ABDOMİNAL GİRİŞİMLERDE ANESTEZİ Yrd.Doç.Dr. Ali Bestami Kepekçi
İncebağırsak, kolon, rektum, dalak, pankreasın taravma ya da herhangi bir nedenle cerrahi gerektirdiği durumlar ile inguinal ve epigastrik fıtık onarımı gibi durumlarda abdominal cerrahi için anestezi uygulanır.
Genellikle acil müdahale gerektiren durumlar dışında planlanan cerrahi girişim öncesi hastalardaki beslenme ve emilim bozukluklarına bağlı komplikasyonları ortadan kaldırmaya yönelik preoperatif tedavi yapılması gerekir.

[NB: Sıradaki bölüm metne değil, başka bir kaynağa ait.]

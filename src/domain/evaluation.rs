//! Evaluations of a restaurant
//!
//! Two variants share a visit date and an owning restaurant:
//! - `BasicEvaluation`: a like/dislike vote tagged with the voter's IP
//! - `CompleteEvaluation`: a comment with one grade per criterion

use std::sync::{Arc, Weak};
use chrono::NaiveDate;
use parking_lot::RwLock;
use super::{shared, Entity, EvaluationCriteria, Restaurant, Shared};

/// Weak back-reference to an owner; the owner keeps the strong side
pub type Owner<T> = Weak<RwLock<T>>;

/// Any evaluation held in a restaurant's collection
#[derive(Debug, Clone)]
pub enum Evaluation {
    Basic(Shared<BasicEvaluation>),
    Complete(Shared<CompleteEvaluation>),
}

impl Evaluation {
    pub fn as_basic(&self) -> Option<&Shared<BasicEvaluation>> {
        match self {
            Evaluation::Basic(e) => Some(e),
            Evaluation::Complete(_) => None,
        }
    }

    pub fn as_complete(&self) -> Option<&Shared<CompleteEvaluation>> {
        match self {
            Evaluation::Complete(e) => Some(e),
            Evaluation::Basic(_) => None,
        }
    }

    /// Same variant and same live instance
    pub fn ptr_eq(&self, other: &Evaluation) -> bool {
        match (self, other) {
            (Evaluation::Basic(a), Evaluation::Basic(b)) => Arc::ptr_eq(a, b),
            (Evaluation::Complete(a), Evaluation::Complete(b)) => Arc::ptr_eq(a, b),
            _ => false,
        }
    }
}

/// Quick like/dislike vote
#[derive(Debug, Clone)]
pub struct BasicEvaluation {
    pub id: Option<i64>,
    pub visit_date: NaiveDate,
    pub restaurant: Owner<Restaurant>,
    pub like: bool,
    pub ip_address: String,
}

impl BasicEvaluation {
    pub fn new(
        visit_date: NaiveDate,
        restaurant: &Shared<Restaurant>,
        like: bool,
        ip_address: impl Into<String>,
    ) -> Self {
        Self {
            id: None,
            visit_date,
            restaurant: Arc::downgrade(restaurant),
            like,
            ip_address: ip_address.into(),
        }
    }

    pub fn restaurant(&self) -> Option<Shared<Restaurant>> {
        self.restaurant.upgrade()
    }
}

impl Entity for BasicEvaluation {
    const NAME: &'static str = "BasicEvaluation";

    fn id(&self) -> Option<i64> {
        self.id
    }

    fn assign(&mut self, other: &Self) {
        self.visit_date = other.visit_date;
        self.restaurant = other.restaurant.clone();
        self.like = other.like;
        self.ip_address = other.ip_address.clone();
    }
}

/// Detailed review: a comment plus one grade per evaluated criterion
#[derive(Debug, Clone)]
pub struct CompleteEvaluation {
    pub id: Option<i64>,
    pub visit_date: NaiveDate,
    pub restaurant: Owner<Restaurant>,
    pub comment: String,
    pub username: String,
    /// Owned grades; deleting the evaluation deletes all of them
    pub grades: Vec<Shared<Grade>>,
}

impl CompleteEvaluation {
    pub fn new(
        visit_date: NaiveDate,
        restaurant: &Shared<Restaurant>,
        comment: impl Into<String>,
        username: impl Into<String>,
    ) -> Self {
        Self {
            id: None,
            visit_date,
            restaurant: Arc::downgrade(restaurant),
            comment: comment.into(),
            username: username.into(),
            grades: Vec::new(),
        }
    }

    pub fn restaurant(&self) -> Option<Shared<Restaurant>> {
        self.restaurant.upgrade()
    }

    /// Attach a new, not yet persisted grade to `evaluation`.
    ///
    /// The grade is stored when the evaluation is created, or later through
    /// the grade mapper.
    pub fn add_grade(
        evaluation: &Shared<CompleteEvaluation>,
        criteria: &Shared<EvaluationCriteria>,
        score: i32,
    ) -> Shared<Grade> {
        let grade = shared(Grade::new(score, evaluation, criteria));
        evaluation.write().grades.push(grade.clone());
        grade
    }

    pub(crate) fn attach_grade(&mut self, grade: &Shared<Grade>) {
        if !self.grades.iter().any(|g| Arc::ptr_eq(g, grade)) {
            self.grades.push(grade.clone());
        }
    }

    pub(crate) fn detach_grade(&mut self, grade: &Shared<Grade>) {
        self.grades.retain(|g| !Arc::ptr_eq(g, grade));
    }

    /// Mean of all grade scores, `None` without grades
    pub fn average_grade(&self) -> Option<f64> {
        if self.grades.is_empty() {
            return None;
        }
        let total: i32 = self.grades.iter().map(|g| g.read().score).sum();
        Some(total as f64 / self.grades.len() as f64)
    }
}

impl Entity for CompleteEvaluation {
    const NAME: &'static str = "CompleteEvaluation";

    fn id(&self) -> Option<i64> {
        self.id
    }

    fn assign(&mut self, other: &Self) {
        self.visit_date = other.visit_date;
        self.restaurant = other.restaurant.clone();
        self.comment = other.comment.clone();
        self.username = other.username.clone();
    }
}

/// Score given to one criterion inside a complete evaluation.
///
/// Scores are expected in 1..=5; the data layer does not enforce it.
#[derive(Debug, Clone)]
pub struct Grade {
    pub id: Option<i64>,
    pub score: i32,
    pub evaluation: Owner<CompleteEvaluation>,
    pub criteria: Shared<EvaluationCriteria>,
}

impl Grade {
    pub fn new(
        score: i32,
        evaluation: &Shared<CompleteEvaluation>,
        criteria: &Shared<EvaluationCriteria>,
    ) -> Self {
        Self {
            id: None,
            score,
            evaluation: Arc::downgrade(evaluation),
            criteria: criteria.clone(),
        }
    }

    pub fn evaluation(&self) -> Option<Shared<CompleteEvaluation>> {
        self.evaluation.upgrade()
    }
}

impl Entity for Grade {
    const NAME: &'static str = "Grade";

    fn id(&self) -> Option<i64> {
        self.id
    }

    fn assign(&mut self, other: &Self) {
        self.score = other.score;
        self.evaluation = other.evaluation.clone();
        self.criteria = other.criteria.clone();
    }
}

Dolaşım sorunları; kardiyak yetmezlik, hipertansiyon ve aritmilerin tedavi edilmesi gerekir. Gastrointestinal sistem bozuklukları; lavman, kusma gibi nedenlere bağlı hipovolemisi olan hastalarda sıvı replasmanı yapılması gerekir. Sıvı ve elektrolit dengesizliklerinin, özellikle potasyum eksikliğinin kardiyak yan etkileri göz önünde bulundurularak anestezi uygulaması öncesi mutlaka düzenlenmesi gerekir
Ayrıca bağırsak motilitesi bozukluklarında (ileus, mide atonisi, pylor stenozu, zenker divertikülü, kaza ve şok sonrası gibi) midenin boşalma süresi uzayabilmekte ve standart olarak uygulanan preoperatif açlık süresinde bile mide dolu kalabilmektedir.
Abdominal Girişimlerde Anestezi Uygulaması Genel Anestezi Spinal – Epidural Genel Anestezi ile Spinal- Epidural Kombinasyonu ( Ameliyat sonrası şiddetli ağrıların görüldüğü uzun süreli abdominal ameliyatlarda postoperatif ağrı kontrolü ve komplikasyonların azaltılması amaçlı) Abdominal Cerrahi operasyonlarında, Karın ön duvarında iyi bir gevşeme, cerrahi uyanlara refleks yanıtın baskılanması, Evaporasyonla sıvı ve ısı kayıplarının önlenmesi gerekir.
Pozisyon: Supine Endotrakeal entübasyon sonrası cerrahi girişimin özelliğine göre uygun pozisyon verilir. Uyanık ya da anestezi altında nazogastrik tüp yerleştirilir. Çoğunlukla uygulama inhalasyon anesteziği/kas gevşetici ve kontrollü ventilasyon ile genel anestezidir. Opioid analjezikler eklenebilir.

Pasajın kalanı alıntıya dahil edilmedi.